[Development] Qt 5.9's new garbage collector documentation? + root_ptr

Edward Welbourne edward.welbourne at qt.io
Fri Jul 14 10:37:50 CEST 2017


André Pönitz (13 July 2017 19:20)
> There's no sensible reason to postpone "compilation" to run-time
> on a million feeble devices if there's any sensible way to do it
> ahead of time once on a beefy developer machine.

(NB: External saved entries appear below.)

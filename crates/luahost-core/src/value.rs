//! Tagged foreign values: the only shape in which data crosses the boundary.

use std::fmt;
use std::sync::Arc;

use mlua::RegistryKey;
use serde_json::{Map, Number, Value as Json};

use crate::slots::{CallbackId, StructId};

/// Which variant a [`ForeignValue`] holds. `None` means "no value".
#[derive(Clone, Copy, Debug, PartialEq, Eq, Hash)]
pub enum TypeTag {
    None,
    Boolean,
    Integer,
    Number,
    String,
    Bytes,
    Table,
    Callback,
    Struct,
    Function,
    Error,
}

impl TypeTag {
    pub fn as_str(&self) -> &'static str {
        match self {
            TypeTag::None => "none",
            TypeTag::Boolean => "boolean",
            TypeTag::Integer => "integer",
            TypeTag::Number => "number",
            TypeTag::String => "string",
            TypeTag::Bytes => "bytes",
            TypeTag::Table => "table",
            TypeTag::Callback => "callback",
            TypeTag::Struct => "struct",
            TypeTag::Function => "function",
            TypeTag::Error => "error",
        }
    }
}

impl fmt::Display for TypeTag {
    fn fmt(&self, f: &mut fmt::Formatter<'_>) -> fmt::Result {
        f.write_str(self.as_str())
    }
}

/// A guest function held by the host. It stays alive in the Lua registry
/// for as long as any clone of this handle exists.
#[derive(Clone)]
pub struct GuestFunction(pub(crate) Arc<RegistryKey>);

impl PartialEq for GuestFunction {
    fn eq(&self, other: &Self) -> bool {
        Arc::ptr_eq(&self.0, &other.0)
    }
}

impl fmt::Debug for GuestFunction {
    fn fmt(&self, f: &mut fmt::Formatter<'_>) -> fmt::Result {
        f.write_str("GuestFunction(..)")
    }
}

/// A host-side value passed into or received from the guest.
#[derive(Clone, Debug, Default, PartialEq)]
pub enum ForeignValue {
    #[default]
    None,
    Boolean(bool),
    Integer(i64),
    Number(f64),
    String(String),
    /// Guest string that is not valid UTF-8.
    Bytes(Vec<u8>),
    /// Key/value pairs of a guest table, in traversal order.
    Table(Vec<(ForeignValue, ForeignValue)>),
    Callback(CallbackId),
    Struct(StructId),
    Function(GuestFunction),
    /// Error payload produced by the panic bridge.
    Error(String),
}

impl ForeignValue {
    pub fn tag(&self) -> TypeTag {
        match self {
            ForeignValue::None => TypeTag::None,
            ForeignValue::Boolean(_) => TypeTag::Boolean,
            ForeignValue::Integer(_) => TypeTag::Integer,
            ForeignValue::Number(_) => TypeTag::Number,
            ForeignValue::String(_) => TypeTag::String,
            ForeignValue::Bytes(_) => TypeTag::Bytes,
            ForeignValue::Table(_) => TypeTag::Table,
            ForeignValue::Callback(_) => TypeTag::Callback,
            ForeignValue::Struct(_) => TypeTag::Struct,
            ForeignValue::Function(_) => TypeTag::Function,
            ForeignValue::Error(_) => TypeTag::Error,
        }
    }

    pub fn is_none(&self) -> bool {
        matches!(self, ForeignValue::None)
    }

    pub fn as_str(&self) -> Option<&str> {
        match self {
            ForeignValue::String(s) | ForeignValue::Error(s) => Some(s),
            _ => None,
        }
    }

    /// Integers as-is, floats only when they have an exact integer value.
    pub fn as_integer(&self) -> Option<i64> {
        match *self {
            ForeignValue::Integer(n) => Some(n),
            ForeignValue::Number(n) if n.fract() == 0.0 && n.is_finite() => {
                let i = n as i64;
                (i as f64 == n).then_some(i)
            }
            _ => None,
        }
    }

    pub fn as_number(&self) -> Option<f64> {
        match *self {
            ForeignValue::Integer(n) => Some(n as f64),
            ForeignValue::Number(n) => Some(n),
            _ => None,
        }
    }

    pub fn as_bool(&self) -> Option<bool> {
        match *self {
            ForeignValue::Boolean(b) => Some(b),
            _ => None,
        }
    }

    /// Lua truthiness: everything except `None` and `false`.
    pub fn truthy(&self) -> bool {
        !matches!(self, ForeignValue::None | ForeignValue::Boolean(false))
    }

    /// Value stored under `key` in a `Table`.
    pub fn field(&self, key: &str) -> Option<&ForeignValue> {
        match self {
            ForeignValue::Table(pairs) => pairs
                .iter()
                .find(|(k, _)| k.as_str() == Some(key))
                .map(|(_, v)| v),
            _ => None,
        }
    }

    /// Builds a sequence table (`{[1] = a, [2] = b, ...}`).
    pub fn list(items: impl IntoIterator<Item = ForeignValue>) -> Self {
        ForeignValue::Table(
            items
                .into_iter()
                .enumerate()
                .map(|(i, v)| (ForeignValue::Integer(i as i64 + 1), v))
                .collect(),
        )
    }

    pub fn from_json(json: &Json) -> Self {
        match json {
            Json::Null => ForeignValue::None,
            Json::Bool(b) => ForeignValue::Boolean(*b),
            Json::Number(n) => match n.as_i64() {
                Some(i) => ForeignValue::Integer(i),
                None => ForeignValue::Number(n.as_f64().unwrap_or(f64::NAN)),
            },
            Json::String(s) => ForeignValue::String(s.clone()),
            Json::Array(items) => ForeignValue::list(items.iter().map(ForeignValue::from_json)),
            Json::Object(map) => ForeignValue::Table(
                map.iter()
                    .map(|(k, v)| (ForeignValue::String(k.clone()), ForeignValue::from_json(v)))
                    .collect(),
            ),
        }
    }

    /// JSON rendering. Sequence tables become arrays, other tables objects
    /// keyed by the display form of their keys; handles render as strings.
    pub fn to_json(&self) -> Json {
        match self {
            ForeignValue::None => Json::Null,
            ForeignValue::Boolean(b) => Json::Bool(*b),
            ForeignValue::Integer(i) => Json::Number((*i).into()),
            ForeignValue::Number(n) => Number::from_f64(*n).map(Json::Number).unwrap_or(Json::Null),
            ForeignValue::String(s) => Json::String(s.clone()),
            ForeignValue::Bytes(b) => Json::String(String::from_utf8_lossy(b).into_owned()),
            ForeignValue::Table(pairs) => {
                if is_sequence(pairs) {
                    let mut items: Vec<(i64, Json)> = pairs
                        .iter()
                        .filter_map(|(k, v)| k.as_integer().map(|i| (i, v.to_json())))
                        .collect();
                    items.sort_by_key(|(i, _)| *i);
                    Json::Array(items.into_iter().map(|(_, v)| v).collect())
                } else {
                    let mut map = Map::new();
                    for (k, v) in pairs {
                        map.insert(k.to_string(), v.to_json());
                    }
                    Json::Object(map)
                }
            }
            other => Json::String(other.to_string()),
        }
    }
}

fn is_sequence(pairs: &[(ForeignValue, ForeignValue)]) -> bool {
    if pairs.is_empty() {
        return false;
    }
    let mut keys: Vec<i64> = Vec::with_capacity(pairs.len());
    for (k, _) in pairs {
        match k {
            ForeignValue::Integer(i) => keys.push(*i),
            _ => return false,
        }
    }
    keys.sort_unstable();
    keys.iter().enumerate().all(|(i, k)| *k == i as i64 + 1)
}

impl fmt::Display for ForeignValue {
    fn fmt(&self, f: &mut fmt::Formatter<'_>) -> fmt::Result {
        match self {
            ForeignValue::None => f.write_str("nil"),
            ForeignValue::Boolean(b) => write!(f, "{b}"),
            ForeignValue::Integer(i) => write!(f, "{i}"),
            ForeignValue::Number(n) => write!(f, "{n}"),
            ForeignValue::String(s) => f.write_str(s),
            ForeignValue::Bytes(b) => f.write_str(&String::from_utf8_lossy(b)),
            ForeignValue::Table(pairs) => write!(f, "table({} entries)", pairs.len()),
            ForeignValue::Callback(id) => write!(f, "{id}"),
            ForeignValue::Struct(id) => write!(f, "{id}"),
            ForeignValue::Function(_) => f.write_str("function"),
            ForeignValue::Error(msg) => write!(f, "error: {msg}"),
        }
    }
}

impl From<bool> for ForeignValue {
    fn from(b: bool) -> Self {
        ForeignValue::Boolean(b)
    }
}

impl From<i64> for ForeignValue {
    fn from(i: i64) -> Self {
        ForeignValue::Integer(i)
    }
}

impl From<f64> for ForeignValue {
    fn from(n: f64) -> Self {
        ForeignValue::Number(n)
    }
}

impl From<&str> for ForeignValue {
    fn from(s: &str) -> Self {
        ForeignValue::String(s.to_string())
    }
}

impl From<String> for ForeignValue {
    fn from(s: String) -> Self {
        ForeignValue::String(s)
    }
}

impl From<CallbackId> for ForeignValue {
    fn from(id: CallbackId) -> Self {
        ForeignValue::Callback(id)
    }
}

impl From<StructId> for ForeignValue {
    fn from(id: StructId) -> Self {
        ForeignValue::Struct(id)
    }
}

impl<T: Into<ForeignValue>> From<Option<T>> for ForeignValue {
    fn from(v: Option<T>) -> Self {
        v.map(Into::into).unwrap_or_default()
    }
}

On the other hand, doing run-time optimisation (which is one of the
benefits a JIT is meant to give you) *does* have value; having the
engine capable of spotting which paths through the code actually do get
taken in real live use (rather than guessing during compilation; no
matter how good your heuristics, or how much the developer annotates the
code to help, real-world run-time will do things differently than you
thought) lets the run-time engine optimise those paths at the expense of
others.

Then of course there's the issue of trust: the user trusts the browser
to run code sand-boxed; neither the browser nor the user should trust a
binary downloaded from the internet; so the benefits you can gain by
pre-compiling incur the cost of running untrusted code.  Java deals with
that by running the compiled code in a VM that's sand-boxed; modern
ECMAScript (a.k.a. javascript) deals with running native code by only
doing so when the native code in question is what it generated, within
constraints that keep it inside the interpreter's sand-box.  (Which is
still somewhat scary, as JITs are software and software has bugs, that
attackers shall exploit; in this case, to trick a JIT into doing
something that breaks the sand-box.  So modern browsers are aggressive
about updating themselves.)

Oh, and many of our hand-held devices are far from feeble - but perhaps
my standards are a bit odd.  My first job involved sending code to run
on a Cray 1 at £1000 per hour; we're all now wasting cycles on more
powerful computers whose non-wasted cycles are mostly used to alleviate
boredom,

	Eddy.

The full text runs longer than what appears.